Abstracts: Large health care data repositories such as electronic health records (EHR) open new opportunities to derive individualized treatment strategies  for complicated diseases such as sepsis. In this talk, I will discuss the problem of estimating sequential treatment policies tailored to a patient’s individual characteristics, often referred to as dynamic treatment regimes (DTRs). Our main objective will be to find the optimal DTR that maximizes a discontinuous value function through direct maximization of Fisher consistent surrogate loss functions. In this regard, we demonstrate that a large class of concave surrogates fails to be Fisher consistent — a behavior that differs from the classical binary classification problems.
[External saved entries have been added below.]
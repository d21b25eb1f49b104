//! Stringified proxies.
//!
//! A stringified proxy names an object and the single endpoint where it can
//! be reached:
//!
//! ```text
//! "Runtime/RouterFinder":tcp -p 4063 -h "gateway.example.com" -t 10000
//! ```
//!
//! The identity may be left unquoted when it contains no `:`.

use std::{fmt, str::FromStr};

use crate::{Identity, RpcError};

/// Parsed form of a stringified proxy with one endpoint.
#[derive(Debug, Clone, PartialEq, Eq)]
pub struct ProxyString {
    pub identity: Identity,
    pub protocol: String,
    pub host: String,
    pub port: u16,
    /// Connection timeout in milliseconds.
    pub timeout: Option<u64>,
}

impl ProxyString {
    #[must_use]
    pub fn new(
        identity: Identity,
        protocol: impl Into<String>,
        host: impl Into<String>,
        port: u16,
    ) -> Self {
        Self {
            identity,
            protocol: protocol.into(),
            host: host.into(),
            port,
            timeout: None,
        }
    }

    #[must_use]
    pub const fn with_timeout(mut self, timeout: Option<u64>) -> Self {
        self.timeout = timeout;
        self
    }
}

impl fmt::Display for ProxyString {
    fn fmt(&self, f: &mut fmt::Formatter<'_>) -> fmt::Result {
        write!(
            f,
            "\"{}\":{} -p {} -h \"{}\"",
            self.identity, self.protocol, self.port, self.host
        )?;
        if let Some(timeout) = self.timeout.filter(|t| *t > 0) {
            write!(f, " -t {timeout}")?;
        }
        Ok(())
    }
}

impl FromStr for ProxyString {
    type Err = RpcError;

    fn from_str(s: &str) -> Result<Self, Self::Err> {
        let invalid = |why: &str| RpcError::ProxyParse(format!("{why} in `{s}`"));
        let s = s.trim();

        let (identity, rest) = if let Some(quoted) = s.strip_prefix('"') {
            quoted
                .split_once('"')
                .ok_or_else(|| invalid("unterminated identity"))?
        } else {
            let idx = s.find(':').ok_or_else(|| invalid("missing endpoint"))?;
            s.split_at(idx)
        };
        let identity: Identity = identity.parse()?;
        let endpoint = rest
            .strip_prefix(':')
            .ok_or_else(|| invalid("missing endpoint"))?;

        let mut tokens = split_options(endpoint)
            .ok_or_else(|| invalid("unterminated quote"))?
            .into_iter();
        let protocol = tokens.next().ok_or_else(|| invalid("missing protocol"))?;
        let mut host = None;
        let mut port = None;
        let mut timeout = None;
        while let Some(flag) = tokens.next() {
            let value = tokens
                .next()
                .ok_or_else(|| invalid(&format!("missing value for `{flag}`")))?;
            match flag {
                "-h" => host = Some(value.to_string()),
                "-p" => port = Some(value.parse().map_err(|_| invalid("invalid port"))?),
                "-t" => timeout = Some(value.parse().map_err(|_| invalid("invalid timeout"))?),
                other => return Err(invalid(&format!("unknown option `{other}`"))),
            }
        }

        Ok(Self {
            identity,
            protocol: protocol.to_string(),
            host: host.ok_or_else(|| invalid("missing host"))?,
            port: port.ok_or_else(|| invalid("missing port"))?,
            timeout,
        })
    }
}

/// Split endpoint options on whitespace. A quoted value is one token, with
/// its quotes removed.
fn split_options(mut rest: &str) -> Option<Vec<&str>> {
    let mut tokens = Vec::new();
    loop {
        rest = rest.trim_start();
        if rest.is_empty() {
            return Some(tokens);
        }
        let (token, tail) = if let Some(quoted) = rest.strip_prefix('"') {
            let end = quoted.find('"')?;
            (&quoted[..end], &quoted[end + 1..])
        } else {
            rest.split_at(rest.find(char::is_whitespace).unwrap_or(rest.len()))
        };
        tokens.push(token);
        rest = tail;
    }
}

#[cfg(test)]
mod tests {
    use tokio_test::{assert_err, assert_ok};

    use super::*;

    #[test]
    fn test_display_quotes_identity_and_host() {
        let proxy = ProxyString::new(Identity::router_finder(), "ssl", "gw.local", 4064)
            .with_timeout(Some(5000));
        assert_eq!(
            proxy.to_string(),
            "\"Runtime/RouterFinder\":ssl -p 4064 -h \"gw.local\" -t 5000"
        );
    }

    #[test]
    fn test_zero_timeout_is_omitted() {
        let proxy = ProxyString::new(Identity::default_router(), "tcp", "h", 1)
            .with_timeout(Some(0));
        assert!(!proxy.to_string().contains("-t"));
    }

    #[test]
    fn test_parse_unquoted() {
        let proxy: ProxyString = assert_ok!("Gateway/router:tcp -h localhost -p 4063".parse());
        assert_eq!(proxy.identity, Identity::default_router());
        assert_eq!(proxy.protocol, "tcp");
        assert_eq!(proxy.host, "localhost");
        assert_eq!(proxy.port, 4063);
        assert_eq!(proxy.timeout, None);
    }

    #[test]
    fn test_parse_formatted() {
        let original = ProxyString::new(Identity::router_finder(), "tcp", "10.0.0.1", 4063)
            .with_timeout(Some(250));
        let parsed: ProxyString = assert_ok!(original.to_string().parse());
        assert_eq!(parsed, original);
    }

    #[test]
    fn test_quoted_host_keeps_spaces() {
        let original = ProxyString::new(Identity::router_finder(), "ws", "edge gateway", 4063);
        let parsed: ProxyString = assert_ok!(original.to_string().parse());
        assert_eq!(parsed.host, "edge gateway");
        assert_eq!(parsed, original);
    }

    #[test]
    fn test_parse_rejects_garbage() {
        for input in [
            "no-endpoint",
            "\"Gateway/router:tcp -p 1 -h x",
            "Gateway/router:tcp -p x -h host",
            "Gateway/router:tcp -p 1",
            "Gateway/router:tcp -p 1 -h host -z 3",
            "Gateway/router:tcp -p 1 -h \"host",
        ] {
            assert_err!(input.parse::<ProxyString>());
        }
    }
}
We further characterize a non-concave family of Fisher consistent smooth surrogate functions, which can be optimized via gradient descent using off-the-shelf machine learning algorithms. Compared to the existing direct search approach under the support vector machine framework (Zhao et al., 2015), our proposed DTR estimation via surrogate loss optimization (DTRESLO) method is more computationally scalable to large sample sizes and allows for broader functional classes for treatment policies. We establish theoretical properties for our proposed DTR estimator and obtain a sharp upper bound on the regret corresponding to our DTRESLO method. The finite sample performance of our proposed estimator is evaluated through extensive simulations. Finally, we illustrate the working principles and benefits of our method for estimating an optimal DTR for treating sepsis using EHR data from sepsis patients admitted to intensive care units.